Он быстро добрался до дому и, поднимаясь по лестнице, придумывал слова, которыми обласкает жену. В голове складывались красивые фразы. Эти фразы мгновенно развеют тучи, собравшиеся на небосводе их счастья, и он опять засияет девственно чистым блеском, и эта ночь - будь она неладна!
- канет в вечность и пропадет, как бесследно пропадает оброненный с борта гвоздь.
Он открыл дверь и поразился, увидев в прихожей Вадима Згурского. Длинный и небритый оператор держал в руке шапку.

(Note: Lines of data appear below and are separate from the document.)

mod field_input;
mod nav;
mod operation_form;
mod protected_route;

pub use field_input::{field_inputs, FieldInput};
pub use nav::Nav;
pub use operation_form::OperationForm;
pub use protected_route::ProtectedRoute;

- Что с вами случилось? - взволнованным голосом спросил он.
- Ничего, все в порядке, - сказал Овцын.
Он прошел мимо Згурского в комнату. Эры не было. Он вернулся, спросил: - Где она?
- Пошла звонить, - сказал Згурский, и в голосе его была неприязнь.
- Куда?
- Куда звонят в подобных случаях... - Згурский поморщился. - Вы, кажется, думаете, что Эра безмятежно проспала ночь?

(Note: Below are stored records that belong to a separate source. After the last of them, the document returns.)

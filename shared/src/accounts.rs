//! Login and sign-up submissions.

use crate::api::{endpoints, ApiError, ApiRequest, HttpTransport, ResourceClient};
use crate::validation::{validate, FieldErrors, FieldSpec, FieldValues, InputType, Rule};
use crate::{LoginRequest, NewUser};

pub const LOGIN_FIELDS: &[FieldSpec] = &[
    FieldSpec {
        name: "email",
        label: "Email",
        input_type: InputType::Email,
        rules: &[
            Rule::Required("El email es requerido."),
            Rule::Email("Formato de email inválido."),
        ],
    },
    FieldSpec {
        name: "password",
        label: "Contraseña",
        input_type: InputType::Password,
        rules: &[Rule::Required("La contraseña es requerida.")],
    },
];

pub const SIGN_UP_FIELDS: &[FieldSpec] = &[
    FieldSpec {
        name: "first_name",
        label: "Nombre",
        input_type: InputType::Text,
        rules: &[Rule::Required("El nombre es requerido.")],
    },
    FieldSpec {
        name: "last_name",
        label: "Apellido",
        input_type: InputType::Text,
        rules: &[Rule::Required("El apellido es requerido.")],
    },
    FieldSpec {
        name: "email",
        label: "Email",
        input_type: InputType::Email,
        rules: &[
            Rule::Required("El email es requerido."),
            Rule::Email("Formato de email inválido."),
        ],
    },
    FieldSpec {
        name: "password",
        label: "Contraseña",
        input_type: InputType::Password,
        rules: &[
            Rule::Required("La contraseña es requerida."),
            Rule::MinLength(6, "La contraseña debe tener al menos 6 caracteres."),
        ],
    },
];

pub const SIGN_UP_SUCCESS: &str = "¡Cuenta creada exitosamente! Por favor, inicia sesión.";

/// Outcome of an account submission
#[derive(Debug, Clone, PartialEq, Eq)]
pub enum AccountError {
    /// Inline field errors; nothing was sent
    Invalid(FieldErrors),
    /// Backend or transport failure, already normalized for display
    Rejected(String),
}

fn field(values: &FieldValues, name: &str) -> String {
    values.get(name).map(|v| v.trim().to_string()).unwrap_or_default()
}

fn raw(values: &FieldValues, name: &str) -> String {
    values.get(name).cloned().unwrap_or_default()
}

async fn submit<T: HttpTransport>(
    client: &ResourceClient<T>,
    request: Result<ApiRequest, ApiError>,
) -> Result<(), AccountError> {
    let request = request.map_err(|e| AccountError::Rejected(e.user_message()))?;
    client
        .check(&request)
        .await
        .map_err(|e| AccountError::Rejected(e.user_message()))
}

/// `POST /login`. On success the backend has set the session cookie.
pub async fn log_in<T: HttpTransport>(
    client: &ResourceClient<T>,
    values: &FieldValues,
) -> Result<(), AccountError> {
    validate(LOGIN_FIELDS, values).map_err(AccountError::Invalid)?;
    let body = LoginRequest {
        email: field(values, "email"),
        password: raw(values, "password"),
    };
    submit(client, ApiRequest::post(endpoints::LOGIN).with_json(&body)).await
}

/// `POST /api/create/users`
pub async fn sign_up<T: HttpTransport>(
    client: &ResourceClient<T>,
    values: &FieldValues,
) -> Result<(), AccountError> {
    validate(SIGN_UP_FIELDS, values).map_err(AccountError::Invalid)?;
    let body = NewUser {
        first_name: field(values, "first_name"),
        last_name: field(values, "last_name"),
        email: field(values, "email"),
        password: raw(values, "password"),
    };
    submit(client, ApiRequest::post(endpoints::CREATE_USER).with_json(&body)).await
}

- Вы давно здесь? - спросил Овцын.
- Давно. Вы не ходите никуда. Я знаю, из какого автомата она звонит. Скажу ей, что вы... появились.
- Жираф небритый... - процедил сквозь зубы Овцын, глядя на захлопнувшуюся за Вадимом дверь. - Сбил настрой души...
Да, она не спала ночь. Это он знал, что ничего не случилось. А что знала она? Разве могла она подумать, что он, брезгающий пьяницами, нахлещется, как верблюд после рейса через Сахару?..
Он разделся, присел на столик. Услыхал медленные, усталые шаги на лестнице, открыл дверь, обнял Эру и ввел ее в квартиру. Снял с нее шапочку, пальто. Поднял на руки, отнес в комнату и положил на диван. Снял с ног сапожки, сказал:
- Спи, детеныш...
- А ты? - Две слезинки вдруг покатились по ее щекам.
- Буду сидеть рядышком и не дышать, - сказал он и вытер слезинки губами.
Эра взяла его руку, положила на нее лицо.
- Ты больше не будешь так делать, - прошептала она. - А теперь иди на работу. Я буду спать спокойно.
- Пойду во второй половине дня.
- Тогда ляг рядом, чтобы и чувствовала, что ты есть, - попросила она. -Это страшно, когда тебя нет. Мне страшно без тебя...
Он приехал на завод в начале третьего и сперва зашел в оптический цех. Заново отшлифованная линза опять стояла на измерительном стенде. Заготовка для второй линзы уже приняла с одной стороны форму чечевичного зерна. Неприступные мастера-оптики холодно и вежливо поздоровались с ним, не отрываясь от своих важных дел. Над воротами дома древнего философа было начертано: «Да не войдет сюда тот, кто не знает геометрии».
«Да не войдет сюда тот, кто ни фига не смыслит в оптике», -усмехнулся Овцын и отправился в сборочный. Там он все-таки не чувствовал
себя болваном.
Его встретил инженер Постников, дружески взял под руку и повел в бокс лунной трубы, стены которой сегодня были увешаны электросхемами. Два монтажника крепили внутри трубы разноцветные жилки, выходящие из толстого, оплетенного стальной сеткой кабеля, удавом распластавшегося на полу бокса.